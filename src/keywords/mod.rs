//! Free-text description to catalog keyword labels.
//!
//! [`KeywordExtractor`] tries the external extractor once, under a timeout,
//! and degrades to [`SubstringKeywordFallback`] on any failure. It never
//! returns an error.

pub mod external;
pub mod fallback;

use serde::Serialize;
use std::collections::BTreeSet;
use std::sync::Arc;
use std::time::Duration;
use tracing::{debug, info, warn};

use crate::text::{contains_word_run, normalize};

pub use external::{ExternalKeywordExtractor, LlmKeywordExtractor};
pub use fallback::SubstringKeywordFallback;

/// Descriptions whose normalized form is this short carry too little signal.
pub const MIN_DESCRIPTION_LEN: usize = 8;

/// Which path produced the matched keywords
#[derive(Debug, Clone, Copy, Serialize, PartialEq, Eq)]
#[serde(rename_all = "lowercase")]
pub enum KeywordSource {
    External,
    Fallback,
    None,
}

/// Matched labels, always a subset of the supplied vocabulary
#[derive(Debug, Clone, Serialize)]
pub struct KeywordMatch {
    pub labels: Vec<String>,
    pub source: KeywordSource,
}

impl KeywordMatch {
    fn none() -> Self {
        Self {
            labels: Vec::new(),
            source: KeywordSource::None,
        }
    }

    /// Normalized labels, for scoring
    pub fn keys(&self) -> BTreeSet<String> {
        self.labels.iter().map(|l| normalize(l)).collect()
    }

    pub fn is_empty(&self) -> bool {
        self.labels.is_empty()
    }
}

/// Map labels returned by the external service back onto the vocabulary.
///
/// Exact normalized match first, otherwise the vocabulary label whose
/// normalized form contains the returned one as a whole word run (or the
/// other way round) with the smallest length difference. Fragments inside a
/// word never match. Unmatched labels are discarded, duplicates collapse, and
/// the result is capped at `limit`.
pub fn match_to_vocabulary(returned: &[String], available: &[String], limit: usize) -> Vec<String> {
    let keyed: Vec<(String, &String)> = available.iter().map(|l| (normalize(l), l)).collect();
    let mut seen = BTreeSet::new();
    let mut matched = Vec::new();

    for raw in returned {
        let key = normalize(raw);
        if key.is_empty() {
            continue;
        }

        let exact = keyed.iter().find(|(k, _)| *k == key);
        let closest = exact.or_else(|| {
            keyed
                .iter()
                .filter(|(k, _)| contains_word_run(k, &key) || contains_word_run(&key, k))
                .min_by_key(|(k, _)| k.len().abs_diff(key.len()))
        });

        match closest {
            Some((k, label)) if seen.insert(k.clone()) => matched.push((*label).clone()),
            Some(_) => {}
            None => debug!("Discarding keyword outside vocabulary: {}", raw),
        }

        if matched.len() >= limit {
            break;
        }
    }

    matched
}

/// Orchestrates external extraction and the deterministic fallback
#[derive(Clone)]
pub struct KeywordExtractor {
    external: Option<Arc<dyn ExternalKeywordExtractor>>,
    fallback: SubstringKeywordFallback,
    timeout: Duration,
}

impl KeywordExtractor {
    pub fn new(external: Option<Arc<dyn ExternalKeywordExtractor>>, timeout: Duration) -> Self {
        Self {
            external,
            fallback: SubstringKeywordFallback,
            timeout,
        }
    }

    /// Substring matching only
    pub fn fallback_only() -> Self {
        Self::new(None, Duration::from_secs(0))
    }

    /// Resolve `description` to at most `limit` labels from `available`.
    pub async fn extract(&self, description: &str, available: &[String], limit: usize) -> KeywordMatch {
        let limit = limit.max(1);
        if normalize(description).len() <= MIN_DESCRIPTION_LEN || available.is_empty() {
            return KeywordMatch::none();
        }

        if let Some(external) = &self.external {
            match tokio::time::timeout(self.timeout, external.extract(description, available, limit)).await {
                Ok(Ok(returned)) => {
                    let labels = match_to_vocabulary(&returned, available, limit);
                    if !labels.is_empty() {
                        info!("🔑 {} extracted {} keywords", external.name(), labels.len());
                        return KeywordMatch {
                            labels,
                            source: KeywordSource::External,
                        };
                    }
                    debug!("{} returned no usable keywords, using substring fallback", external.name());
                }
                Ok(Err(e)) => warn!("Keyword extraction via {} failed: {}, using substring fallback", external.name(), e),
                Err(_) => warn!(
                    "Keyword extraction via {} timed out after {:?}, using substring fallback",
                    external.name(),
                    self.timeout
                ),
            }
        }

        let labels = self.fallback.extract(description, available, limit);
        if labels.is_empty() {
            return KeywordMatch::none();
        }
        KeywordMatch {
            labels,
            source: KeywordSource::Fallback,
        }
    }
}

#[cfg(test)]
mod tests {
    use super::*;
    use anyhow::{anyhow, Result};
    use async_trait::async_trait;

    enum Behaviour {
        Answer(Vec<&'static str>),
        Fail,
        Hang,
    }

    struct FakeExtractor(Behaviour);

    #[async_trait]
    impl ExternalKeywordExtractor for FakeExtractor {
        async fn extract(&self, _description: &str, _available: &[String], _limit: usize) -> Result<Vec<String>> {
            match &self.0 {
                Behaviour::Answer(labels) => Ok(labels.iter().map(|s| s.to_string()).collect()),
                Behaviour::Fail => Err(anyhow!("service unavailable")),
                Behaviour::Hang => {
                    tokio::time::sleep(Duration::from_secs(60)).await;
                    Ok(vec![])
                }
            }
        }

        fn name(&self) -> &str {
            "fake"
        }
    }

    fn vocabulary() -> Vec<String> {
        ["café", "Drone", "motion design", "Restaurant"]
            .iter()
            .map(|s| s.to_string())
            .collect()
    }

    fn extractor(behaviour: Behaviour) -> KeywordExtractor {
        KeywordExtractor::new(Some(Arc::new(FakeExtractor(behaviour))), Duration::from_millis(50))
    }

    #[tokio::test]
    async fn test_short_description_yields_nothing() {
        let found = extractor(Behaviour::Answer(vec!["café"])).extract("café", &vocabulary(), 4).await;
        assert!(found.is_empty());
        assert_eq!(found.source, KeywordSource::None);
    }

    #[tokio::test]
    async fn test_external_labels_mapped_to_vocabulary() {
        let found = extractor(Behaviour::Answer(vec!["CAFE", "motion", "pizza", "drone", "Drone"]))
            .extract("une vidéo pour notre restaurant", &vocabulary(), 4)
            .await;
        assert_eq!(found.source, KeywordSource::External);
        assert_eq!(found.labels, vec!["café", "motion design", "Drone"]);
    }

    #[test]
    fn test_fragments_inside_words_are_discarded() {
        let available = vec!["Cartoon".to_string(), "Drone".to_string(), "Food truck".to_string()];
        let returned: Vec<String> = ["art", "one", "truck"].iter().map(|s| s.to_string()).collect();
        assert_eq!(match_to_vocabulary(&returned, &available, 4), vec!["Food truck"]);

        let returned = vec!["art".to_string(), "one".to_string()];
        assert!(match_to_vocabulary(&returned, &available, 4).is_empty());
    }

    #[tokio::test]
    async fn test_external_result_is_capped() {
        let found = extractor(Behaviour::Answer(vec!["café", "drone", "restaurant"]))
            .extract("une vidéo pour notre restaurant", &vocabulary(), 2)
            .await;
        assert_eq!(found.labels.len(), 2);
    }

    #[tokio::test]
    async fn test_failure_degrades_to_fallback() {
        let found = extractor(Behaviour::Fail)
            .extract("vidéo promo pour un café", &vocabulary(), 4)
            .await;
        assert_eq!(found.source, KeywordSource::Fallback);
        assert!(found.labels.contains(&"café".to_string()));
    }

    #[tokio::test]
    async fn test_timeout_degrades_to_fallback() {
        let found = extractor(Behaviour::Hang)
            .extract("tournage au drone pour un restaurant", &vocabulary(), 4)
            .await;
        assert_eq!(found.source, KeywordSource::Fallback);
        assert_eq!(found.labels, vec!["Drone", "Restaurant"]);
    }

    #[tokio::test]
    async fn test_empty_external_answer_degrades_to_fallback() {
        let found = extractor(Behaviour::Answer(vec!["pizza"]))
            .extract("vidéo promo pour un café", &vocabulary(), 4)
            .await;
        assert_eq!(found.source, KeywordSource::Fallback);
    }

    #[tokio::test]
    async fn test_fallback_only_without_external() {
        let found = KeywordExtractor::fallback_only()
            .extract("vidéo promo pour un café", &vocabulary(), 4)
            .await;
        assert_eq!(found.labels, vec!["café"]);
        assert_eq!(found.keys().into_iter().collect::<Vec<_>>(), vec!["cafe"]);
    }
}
***
Would you output, unchanged, each line from the start of the records to the line that holds "pub fn keys(&self)", both included and nothing else?

filename src/keywords/mod.rs
//! Free-text description to catalog keyword labels.
//!
//! [`KeywordExtractor`] tries the external extractor once, under a timeout,
//! and degrades to [`SubstringKeywordFallback`] on any failure. It never
//! returns an error.

pub mod external;
pub mod fallback;

use serde::Serialize;
use std::collections::BTreeSet;
use std::sync::Arc;
use std::time::Duration;
use tracing::{debug, info, warn};

use crate::text::{contains_word_run, normalize};

pub use external::{ExternalKeywordExtractor, LlmKeywordExtractor};
pub use fallback::SubstringKeywordFallback;

/// Descriptions whose normalized form is this short carry too little signal.
pub const MIN_DESCRIPTION_LEN: usize = 8;

/// Which path produced the matched keywords
#[derive(Debug, Clone, Copy, Serialize, PartialEq, Eq)]
#[serde(rename_all = "lowercase")]
pub enum KeywordSource {
    External,
    Fallback,
    None,
}

/// Matched labels, always a subset of the supplied vocabulary
#[derive(Debug, Clone, Serialize)]
pub struct KeywordMatch {
    pub labels: Vec<String>,
    pub source: KeywordSource,
}

impl KeywordMatch {
    fn none() -> Self {
        Self {
            labels: Vec::new(),
            source: KeywordSource::None,
        }
    }

    /// Normalized labels, for scoring
    pub fn keys(&self) -> BTreeSet<String> {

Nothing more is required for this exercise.